───── DATA SECTION ─────

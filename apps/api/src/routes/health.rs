//! Health check HTTP route handlers
//!
//! These stay reachable without a control token:
//! - `GET /health` - Simple liveness check (returns 200 OK)
//! - `GET /health/live` - Liveness probe with version

use axum::{response::IntoResponse, routing::get, Json, Router};

/// Create health check router
pub fn health_router<S>() -> Router<S>
where
    S: Clone + Send + Sync + 'static,
{
    Router::new()
        .route("/", get(simple_health))
        .route("/live", get(liveness_probe))
}

/// Simple health check - always returns OK if the server is running
async fn simple_health() -> &'static str {
    "OK"
}

/// Liveness probe
///
/// Returns 200 if the daemon process is running and can handle requests.
async fn liveness_probe() -> impl IntoResponse {
    Json(serde_json::json!({
        "status": "alive",
        "version": env!("CARGO_PKG_VERSION"),
    }))
}
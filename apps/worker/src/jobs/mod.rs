//! Built-in commands
//!
//! Media business logic lives outside the daemon; these are the commands
//! every daemon ships with, used for health checks and smoke tests.

pub mod daemon;
pub mod library;

use crate::dispatcher::CommandTable;

/// Command table holding the built-in commands
pub fn builtin_commands() -> CommandTable {
    CommandTable::new()
        .with("Library", "noop", library::Noop)
        .with("Daemon", "sleep", daemon::Sleep)
        .with("Daemon", "echo", daemon::Echo)
        .with("Daemon", "fail", daemon::Fail)
        .with("Daemon", "fanout", daemon::Fanout)
}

─────

▶ **PROBLEM**
A single number is the expected answer: how many lines of the entries contain "filename".

▶ **OUTPUT**
2